Nikia Brown, associate director of intercultural and global learning, international student experience in the College of LAS, noted that U of I has a large number of international students—so much so that some are inclined to associate more closely with students of similar backgrounds rather than forming new friendships or engaging the local community. That circumstance has been magnified by the pandemic.
Additionally, research has shown that international and domestic students are less likely to interact because they fear stepping out of their comfort zone and being judged.
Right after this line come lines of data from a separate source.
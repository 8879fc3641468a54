//! Slot occupancy as an explicit state machine.
//!
//! A slot is exactly one of open, held, or reserved. Hold expiry is evaluated
//! at the moment a transition is attempted: a hold whose expiry has passed
//! behaves as open. Storage adapters load a slot under lock, ask
//! [`SlotState`] for the next state, and write it back in the same
//! transaction.

use std::fmt;
use std::str::FromStr;

use chrono::{DateTime, NaiveDate, Utc};
use serde::{Deserialize, Serialize};
use uuid::Uuid;

use super::reservation::ReservationId;
use super::site::SiteId;
use super::slot_time::SlotTime;

/// Opaque credential issued with a hold.
#[derive(Debug, Clone, Copy, PartialEq, Eq, Hash, Serialize, Deserialize)]
#[serde(transparent)]
pub struct HoldToken(Uuid);

impl HoldToken {
    /// Issue a fresh random token.
    #[must_use]
    pub fn generate() -> Self {
        Self(Uuid::new_v4())
    }

    /// Wrap a stored token.
    #[must_use]
    pub const fn from_uuid(uuid: Uuid) -> Self {
        Self(uuid)
    }

    /// Inner UUID.
    #[must_use]
    pub const fn as_uuid(&self) -> &Uuid {
        &self.0
    }
}

impl fmt::Display for HoldToken {
    fn fmt(&self, f: &mut fmt::Formatter<'_>) -> fmt::Result {
        write!(f, "{}", self.0)
    }
}

impl FromStr for HoldToken {
    type Err = uuid::Error;

    fn from_str(s: &str) -> Result<Self, Self::Err> {
        Uuid::parse_str(s.trim()).map(Self)
    }
}

/// Natural key of a slot.
#[derive(Debug, Clone, Copy, PartialEq, Eq, Hash, Serialize, Deserialize)]
#[serde(rename_all = "camelCase")]
pub struct SlotKey {
    /// Owning site.
    pub site_id: SiteId,
    /// Operating date.
    pub date: NaiveDate,
    /// Time within the day.
    pub time: SlotTime,
}

/// Occupancy of a slot.
#[derive(Debug, Clone, Copy, PartialEq, Eq)]
pub enum SlotState {
    /// Free to hold.
    Open,
    /// Claimed by a hold until `expires_at`.
    Held {
        /// Credential required to confirm or release.
        token: HoldToken,
        /// Instant after which the hold no longer counts.
        expires_at: DateTime<Utc>,
    },
    /// Occupied by a reservation.
    Reserved {
        /// Owning reservation.
        reservation_id: ReservationId,
        /// When the reservation took the slot.
        reserved_at: DateTime<Utc>,
    },
}

/// Reasons a slot transition is refused.
#[derive(Debug, Clone, Copy, PartialEq, Eq, thiserror::Error)]
pub enum SlotTransitionError {
    /// The slot belongs to a reservation.
    #[error("slot reserved")]
    Reserved,
    /// Another live hold owns the slot.
    #[error("slot on hold")]
    OnHold,
    /// The presented hold token is expired or does not own the slot.
    #[error("hold expired or invalid")]
    HoldInvalid,
}

/// Nullable column set used by relational storage.
#[derive(Debug, Clone, Copy, PartialEq, Eq, Default)]
pub struct SlotColumns {
    /// `reserved_truck_id` column (reservation reference).
    pub reservation_id: Option<i64>,
    /// `reserved_at` column.
    pub reserved_at: Option<DateTime<Utc>>,
    /// `hold_token` column.
    pub hold_token: Option<Uuid>,
    /// `hold_expires_at` column.
    pub hold_expires_at: Option<DateTime<Utc>>,
}

/// Stored columns that describe no valid state.
#[derive(Debug, Clone, PartialEq, Eq, thiserror::Error)]
#[error("slot columns are inconsistent: {0}")]
pub struct SlotColumnsError(&'static str);

impl SlotState {
    /// State as seen at `now`: an expired hold reads as open.
    #[must_use]
    pub fn at(self, now: DateTime<Utc>) -> Self {
        match self {
            Self::Held { expires_at, .. } if expires_at <= now => Self::Open,
            other => other,
        }
    }

    /// Whether a new hold could be placed at `now`.
    #[must_use]
    pub fn is_available(self, now: DateTime<Utc>) -> bool {
        matches!(self.at(now), Self::Open)
    }

    /// Place a hold. Reserved slots and live holds refuse; expired holds are
    /// overwritten.
    pub fn hold(
        self,
        token: HoldToken,
        expires_at: DateTime<Utc>,
        now: DateTime<Utc>,
    ) -> Result<Self, SlotTransitionError> {
        match self.at(now) {
            Self::Open => Ok(Self::Held { token, expires_at }),
            Self::Held { .. } => Err(SlotTransitionError::OnHold),
            Self::Reserved { .. } => Err(SlotTransitionError::Reserved),
        }
    }

    /// Turn a live hold owned by `token` into a reservation.
    pub fn confirm(
        self,
        token: HoldToken,
        reservation_id: ReservationId,
        now: DateTime<Utc>,
    ) -> Result<Self, SlotTransitionError> {
        match self.at(now) {
            Self::Held { token: held, .. } if held == token => Ok(Self::Reserved {
                reservation_id,
                reserved_at: now,
            }),
            _ => Err(SlotTransitionError::HoldInvalid),
        }
    }

    /// Drop a hold owned by `token`; any other state is left untouched.
    #[must_use]
    pub fn release(self, token: HoldToken) -> Self {
        match self {
            Self::Held { token: held, .. } if held == token => Self::Open,
            other => other,
        }
    }

    /// Occupy the slot as a reassignment target. Only a reservation blocks;
    /// any hold, live or expired, is displaced.
    pub fn occupy(
        self,
        reservation_id: ReservationId,
        now: DateTime<Utc>,
    ) -> Result<Self, SlotTransitionError> {
        match self {
            Self::Reserved { .. } => Err(SlotTransitionError::Reserved),
            Self::Open | Self::Held { .. } => Ok(Self::Reserved {
                reservation_id,
                reserved_at: now,
            }),
        }
    }

    /// Free the slot if, and only if, `reservation_id` still owns it.
    #[must_use]
    pub fn vacate(self, reservation_id: ReservationId) -> Self {
        match self {
            Self::Reserved {
                reservation_id: owner,
                ..
            } if owner == reservation_id => Self::Open,
            other => other,
        }
    }

    /// Reservation owning the slot, if any.
    #[must_use]
    pub fn reservation_id(self) -> Option<ReservationId> {
        match self {
            Self::Reserved { reservation_id, .. } => Some(reservation_id),
            _ => None,
        }
    }

    /// Rebuild a state from stored columns.
    pub fn from_columns(columns: SlotColumns) -> Result<Self, SlotColumnsError> {
        match columns {
            SlotColumns {
                reservation_id: None,
                reserved_at: None,
                hold_token: None,
                hold_expires_at: None,
            } => Ok(Self::Open),
            SlotColumns {
                reservation_id: None,
                reserved_at: None,
                hold_token: Some(token),
                hold_expires_at: Some(expires_at),
            } => Ok(Self::Held {
                token: HoldToken::from_uuid(token),
                expires_at,
            }),
            SlotColumns {
                reservation_id: Some(id),
                reserved_at: Some(reserved_at),
                hold_token: None,
                hold_expires_at: None,
            } => Ok(Self::Reserved {
                reservation_id: ReservationId::new(id),
                reserved_at,
            }),
            SlotColumns {
                reservation_id: Some(_),
                hold_token: Some(_),
                ..
            } => Err(SlotColumnsError("both hold and reservation set")),
            _ => Err(SlotColumnsError("partially populated state")),
        }
    }

    /// Flatten into stored columns.
    #[must_use]
    pub fn to_columns(self) -> SlotColumns {
        match self {
            Self::Open => SlotColumns::default(),
            Self::Held { token, expires_at } => SlotColumns {
                hold_token: Some(*token.as_uuid()),
                hold_expires_at: Some(expires_at),
                ..SlotColumns::default()
            },
            Self::Reserved {
                reservation_id,
                reserved_at,
            } => SlotColumns {
                reservation_id: Some(reservation_id.get()),
                reserved_at: Some(reserved_at),
                ..SlotColumns::default()
            },
        }
    }
}

/// A slot row.
#[derive(Debug, Clone, Copy, PartialEq, Eq)]
pub struct Slot {
    /// Natural key.
    pub key: SlotKey,
    /// Work-in flag, fixed at creation.
    pub is_workin: bool,
    /// Current occupancy.
    pub state: SlotState,
}

/// A granted hold.
#[derive(Debug, Clone, Copy, PartialEq, Eq, Serialize)]
#[serde(rename_all = "camelCase")]
pub struct Hold {
    /// Credential for confirm and release.
    pub token: HoldToken,
    /// Expiry instant.
    pub expires_at: DateTime<Utc>,
}

#[cfg(test)]
#[path = "slot_tests.rs"]
mod tests;
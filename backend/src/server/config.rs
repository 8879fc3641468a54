//! HTTP server configuration object and helpers.

use std::net::SocketAddr;
use std::time::Duration;

use actix_web::cookie::{Key, SameSite};
use yardline::config::AppSettings;
use yardline::outbound::persistence::DbPool;

/// Builder-style configuration for creating the HTTP server.
pub struct ServerConfig {
    pub(crate) key: Key,
    pub(crate) cookie_secure: bool,
    pub(crate) same_site: SameSite,
    pub(crate) bind_addr: SocketAddr,
    pub(crate) db_pool: Option<DbPool>,
    pub(crate) settings: AppSettings,
    pub(crate) check_period: Duration,
}

impl ServerConfig {
    /// Construct a server configuration from loaded settings.
    #[must_use]
    pub fn new(key: Key, same_site: SameSite, bind_addr: SocketAddr, settings: AppSettings) -> Self {
        Self {
            key,
            cookie_secure: settings.cookie_secure(),
            same_site,
            bind_addr,
            db_pool: None,
            check_period: settings.check_period(),
            settings,
        }
    }

    /// Attach a database connection pool.
    ///
    /// When provided, the server uses the Diesel repositories; otherwise the
    /// in-memory yard store backs every port.
    #[must_use]
    pub fn with_db_pool(mut self, pool: DbPool) -> Self {
        self.db_pool = Some(pool);
        self
    }

    /// Return the socket address the server will bind to.
    #[must_use]
    pub fn bind_addr(&self) -> SocketAddr {
        self.bind_addr
    }
}
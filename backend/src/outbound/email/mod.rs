//! Email transports for the daily digest.
//!
//! [`HttpEmailSender`] posts JSON to an HTTP mail relay. [`LoggingEmailSender`]
//! only logs the subject when no relay is configured.

mod relay;

use async_trait::async_trait;
use tracing::info;

use crate::domain::ports::{Delivery, EmailMessage, EmailSender, EmailSenderError};

pub use relay::{EmailRelayConfig, HttpEmailSender};

/// Stub transport that logs instead of sending.
#[derive(Debug, Default, Clone, Copy)]
pub struct LoggingEmailSender;

#[async_trait]
impl EmailSender for LoggingEmailSender {
    async fn send(&self, message: &EmailMessage) -> Result<Delivery, EmailSenderError> {
        info!(subject = %message.subject, "email stub: message not sent");
        Ok(Delivery::Stubbed)
    }
}
//! Periodic scan for missed ETAs, long waits, and the daily digest.
//!
//! Every alert decision is safe to recompute: missed ETAs are guarded by the
//! truck's prompted timestamp, long waits by the notification ledger, and the
//! digest by a per-date ledger claim. A failed send leaves its guard untouched
//! so the next tick retries it.

use std::sync::Arc;

use chrono::{DateTime, NaiveDate, Utc};
use mockable::Clock;
use tracing::{debug, error, info, warn};

use crate::domain::ports::{
    DigestLedger, EmailMessage, EmailSender, SiteRepository, SmsSender, TruckRepository,
};
use crate::domain::{
    DailyDigest, NotificationKind, OperatingCalendar, PhoneNumber, Site, SiteDigest, Truck,
    TruckStatus,
};

/// Tunables for the anomaly tick.
#[derive(Debug, Clone, PartialEq, Eq)]
pub struct MonitorSettings {
    /// Minutes an arrived truck may wait before staff are alerted.
    pub alert_wait_minutes: i64,
    /// Local hour at which the digest is sent.
    pub digest_hour_local: u32,
    /// Recipient of long-wait alerts.
    pub alert_sms_to: Option<PhoneNumber>,
    /// Recipient of the SMS digest.
    pub digest_sms_to: Option<PhoneNumber>,
    /// Public origin used in driver links.
    pub base_url: String,
}

impl Default for MonitorSettings {
    fn default() -> Self {
        Self {
            alert_wait_minutes: 90,
            digest_hour_local: 18,
            alert_sms_to: None,
            digest_sms_to: None,
            base_url: String::new(),
        }
    }
}

/// What one tick did.
#[derive(Debug, Clone, Copy, Default, PartialEq, Eq)]
pub struct TickReport {
    /// Drivers prompted about a missed ETA.
    pub eta_prompts: usize,
    /// Long-wait alerts sent to staff.
    pub long_wait_alerts: usize,
    /// Whether this tick sent the daily digest.
    pub digest_sent: bool,
    /// Sends or lookups that failed and will be retried.
    pub failures: usize,
}

/// Runs the anomaly and digest checks against live queue state.
pub struct AnomalyMonitor<T, S, L> {
    truck_repo: Arc<T>,
    site_repo: Arc<S>,
    digest_ledger: Arc<L>,
    sms: Arc<dyn SmsSender>,
    email: Arc<dyn EmailSender>,
    clock: Arc<dyn Clock>,
    calendar: OperatingCalendar,
    settings: MonitorSettings,
}

impl<T, S, L> AnomalyMonitor<T, S, L>
where
    T: TruckRepository,
    S: SiteRepository,
    L: DigestLedger,
{
    /// Create a monitor with a UTC calendar and default settings.
    pub fn new(
        truck_repo: Arc<T>,
        site_repo: Arc<S>,
        digest_ledger: Arc<L>,
        sms: Arc<dyn SmsSender>,
        email: Arc<dyn EmailSender>,
        clock: Arc<dyn Clock>,
    ) -> Self {
        Self {
            truck_repo,
            site_repo,
            digest_ledger,
            sms,
            email,
            clock,
            calendar: OperatingCalendar::utc(),
            settings: MonitorSettings::default(),
        }
    }

    /// Use `calendar` for the operating day and digest hour.
    #[must_use]
    pub fn with_calendar(mut self, calendar: OperatingCalendar) -> Self {
        self.calendar = calendar;
        self
    }

    /// Replace the tunables.
    #[must_use]
    pub fn with_settings(mut self, settings: MonitorSettings) -> Self {
        self.settings = settings;
        self
    }

    /// Run one pass over every site, then consider the digest.
    pub async fn tick(&self) -> TickReport {
        let now = self.clock.utc();
        let today = self.calendar.today(now);
        let mut report = TickReport::default();

        let sites = match self.site_repo.list_sites().await {
            Ok(sites) => sites,
            Err(err) => {
                error!(error = %err, "anomaly tick could not list sites");
                report.failures += 1;
                return report;
            }
        };

        for site in &sites {
            let trucks = match self.truck_repo.list_trucks_for_day(site.id, today).await {
                Ok(trucks) => trucks,
                Err(err) => {
                    error!(site = %site.code, error = %err, "anomaly tick could not list trucks");
                    report.failures += 1;
                    continue;
                }
            };
            for truck in &trucks {
                if is_eta_overdue(truck, now) {
                    self.prompt_missed_eta(truck, now, &mut report).await;
                }
            }
            for truck in &trucks {
                self.check_long_wait(site, truck, now, &mut report).await;
            }
        }

        if self.calendar.local_hour(now) == self.settings.digest_hour_local {
            self.maybe_send_digest(&sites, today, now, &mut report).await;
        }
        debug!(?report, "anomaly tick finished");
        report
    }

    async fn prompt_missed_eta(&self, truck: &Truck, now: DateTime<Utc>, report: &mut TickReport) {
        let message = format!(
            "Your ETA has passed. Have you arrived? Update here: {}/driver-eta.html?truck={}",
            self.settings.base_url.trim_end_matches('/'),
            truck.id
        );
        if let Err(err) = self.sms.send(&truck.phone, &message).await {
            warn!(truck_id = %truck.id, error = %err, "eta prompt sms failed");
            report.failures += 1;
            return;
        }
        match self
            .truck_repo
            .mark_eta_prompted(truck.id, &message, now)
            .await
        {
            Ok(true) => {
                info!(truck_id = %truck.id, "driver prompted about missed eta");
                report.eta_prompts += 1;
            }
            Ok(false) => debug!(truck_id = %truck.id, "eta prompt already recorded"),
            Err(err) => {
                error!(truck_id = %truck.id, error = %err, "could not record eta prompt");
                report.failures += 1;
            }
        }
    }

    async fn check_long_wait(
        &self,
        site: &Site,
        truck: &Truck,
        now: DateTime<Utc>,
        report: &mut TickReport,
    ) {
        if truck.status != TruckStatus::Arrived {
            return;
        }
        let Some(waited) = truck.minutes_since_arrival(now) else {
            return;
        };
        if waited < self.settings.alert_wait_minutes {
            return;
        }
        match self
            .truck_repo
            .has_notification(truck.id, NotificationKind::LongWait)
            .await
        {
            Ok(false) => {}
            Ok(true) => return,
            Err(err) => {
                error!(truck_id = %truck.id, error = %err, "could not read notification ledger");
                report.failures += 1;
                return;
            }
        }
        let Some(recipient) = self.settings.alert_sms_to.as_ref() else {
            debug!(truck_id = %truck.id, "long wait detected but no alert recipient configured");
            return;
        };

        let message = format!(
            "[{}] Truck {} waiting {waited} min since arrival.",
            site.code, truck.phone
        );
        if let Err(err) = self.sms.send(recipient, &message).await {
            warn!(truck_id = %truck.id, error = %err, "long wait sms failed");
            report.failures += 1;
            return;
        }
        if let Err(err) = self
            .truck_repo
            .record_notification(truck.id, NotificationKind::LongWait, &message, now)
            .await
        {
            error!(truck_id = %truck.id, error = %err, "could not record long wait alert");
            report.failures += 1;
            return;
        }
        info!(truck_id = %truck.id, site = %site.code, waited, "long wait alert sent");
        report.long_wait_alerts += 1;
    }

    async fn maybe_send_digest(
        &self,
        sites: &[Site],
        today: NaiveDate,
        now: DateTime<Utc>,
        report: &mut TickReport,
    ) {
        match self.digest_ledger.claim(today, now).await {
            Ok(true) => {}
            Ok(false) => return,
            Err(err) => {
                error!(date = %today, error = %err, "could not claim digest date");
                report.failures += 1;
                return;
            }
        }

        let mut summaries = Vec::with_capacity(sites.len());
        for site in sites {
            match self.truck_repo.list_trucks_for_day(site.id, today).await {
                Ok(trucks) => summaries.push(SiteDigest::build(site, &trucks)),
                Err(err) => {
                    error!(site = %site.code, error = %err, "digest could not list trucks");
                    report.failures += 1;
                }
            }
        }
        let digest = DailyDigest {
            date: today,
            sites: summaries,
        };

        if let Some(recipient) = self.settings.digest_sms_to.as_ref() {
            if let Err(err) = self.sms.send(recipient, &digest.sms_text()).await {
                warn!(date = %today, error = %err, "digest sms failed");
                report.failures += 1;
            }
        }
        let email = EmailMessage {
            subject: digest.subject(),
            html: digest.html(),
        };
        if let Err(err) = self.email.send(&email).await {
            warn!(date = %today, error = %err, "digest email failed");
            report.failures += 1;
        }
        info!(date = %today, sites = digest.sites.len(), "daily digest dispatched");
        report.digest_sent = true;
    }
}

fn is_eta_overdue(truck: &Truck, now: DateTime<Utc>) -> bool {
    truck.status == TruckStatus::EnRoute
        && truck.eta_prompted_at.is_none()
        && truck.eta_at.is_some_and(|due| due < now)
}

#[cfg(test)]
#[path = "anomaly_monitor_tests.rs"]
mod tests;
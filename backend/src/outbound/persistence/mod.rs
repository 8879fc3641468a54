//! PostgreSQL persistence adapters using Diesel ORM.
//!
//! This module provides concrete implementations of the yard repository
//! ports backed by PostgreSQL via Diesel with async support through
//! `diesel-async` and `bb8` connection pooling.
//!
//! # Architecture
//!
//! - **Thin adapters**: Repository implementations translate between Diesel
//!   rows and domain types. Slot transitions are computed by the domain's
//!   `SlotState`; adapters only lock, load, and write back.
//! - **Internal models**: Diesel row structs (`models.rs`) and schema
//!   definitions (`schema.rs`) never leave this module.
//! - **Async-safe pooling**: Connections are managed via `bb8` pools through
//!   `diesel-async`.
//! - **Strongly typed errors**: Pool and Diesel failures map onto each port's
//!   `Connection` and `Query` variants.
//!
//! # Example
//!
//! ```ignore
//! use yardline::outbound::persistence::{DbPool, DieselScheduleRepository, PoolConfig};
//!
//! let pool = DbPool::new(PoolConfig::new("postgres://localhost/yard")).await?;
//! let schedule = DieselScheduleRepository::new(pool);
//! ```

mod diesel_auth_repository;
mod diesel_digest_ledger;
mod diesel_error_mapping;
mod diesel_facility_info_repository;
mod diesel_schedule_repository;
mod diesel_site_repository;
mod diesel_truck_repository;
mod migrations;
mod models;
mod pool;
mod row_mapping;
mod schema;

pub use diesel_auth_repository::DieselAuthRepository;
pub use diesel_digest_ledger::DieselDigestLedger;
pub use diesel_facility_info_repository::DieselFacilityInfoRepository;
pub use diesel_schedule_repository::DieselScheduleRepository;
pub use diesel_site_repository::DieselSiteRepository;
pub use diesel_truck_repository::DieselTruckRepository;
pub use migrations::{MigrationError, run_migrations};
pub use pool::{DbPool, PoolConfig, PoolError};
The inaugural Global Leaders Program helps to remedy this by uniting domestic and international students through meaningful project-based learning, giving them an opportunity to connect while contributing to their community.
The work ultimately allows students to go beyond a surface-level connection and form a genuine bond, Brown said.
“You can’t just say, ‘Okay, I’m going to put you together and you are all going to be friends’: that doesn’t work,” Brown said. “We wanted the relationships to evolve organically, so we decided to give them a mission—a mission unifies everyone.’”
The program just successfully concluded its pilot year, which involved eight domestic and seven international LAS students, including Junehyuk Yoo, a computer science and linguistics major from Hong Kong. “We thought a simple solution that could be acquired more effectively would be to create a small daily exercise that teachers could easily implement in any class,” he said. “That way we don’t have to teach every teacher within the refugee program how to [utilize] trauma-informed education or pedagogy, but instead allow them to use this different medium to apply [best] practices."
Ultimately, added Brown, through teaching students how to successfully tackle some of the world’s most pressing issues, the Global Leaders Program helps students use their differences to their advantage and develop a plan to better their communities.
“There was a focus on how they can leverage their differences and diversity to affect change,” Brown said. “And through that, those relationships naturally formed, and friendships were born. They also learned how to appreciate each other’s unique cultural and ethnic backgrounds, perspectives, and lived experiences.”
The program will head into its second year in the fall. It will recruit new first-year students to join those who joined in fall 2020, and the first cohort will serve as peer mentors to the new members.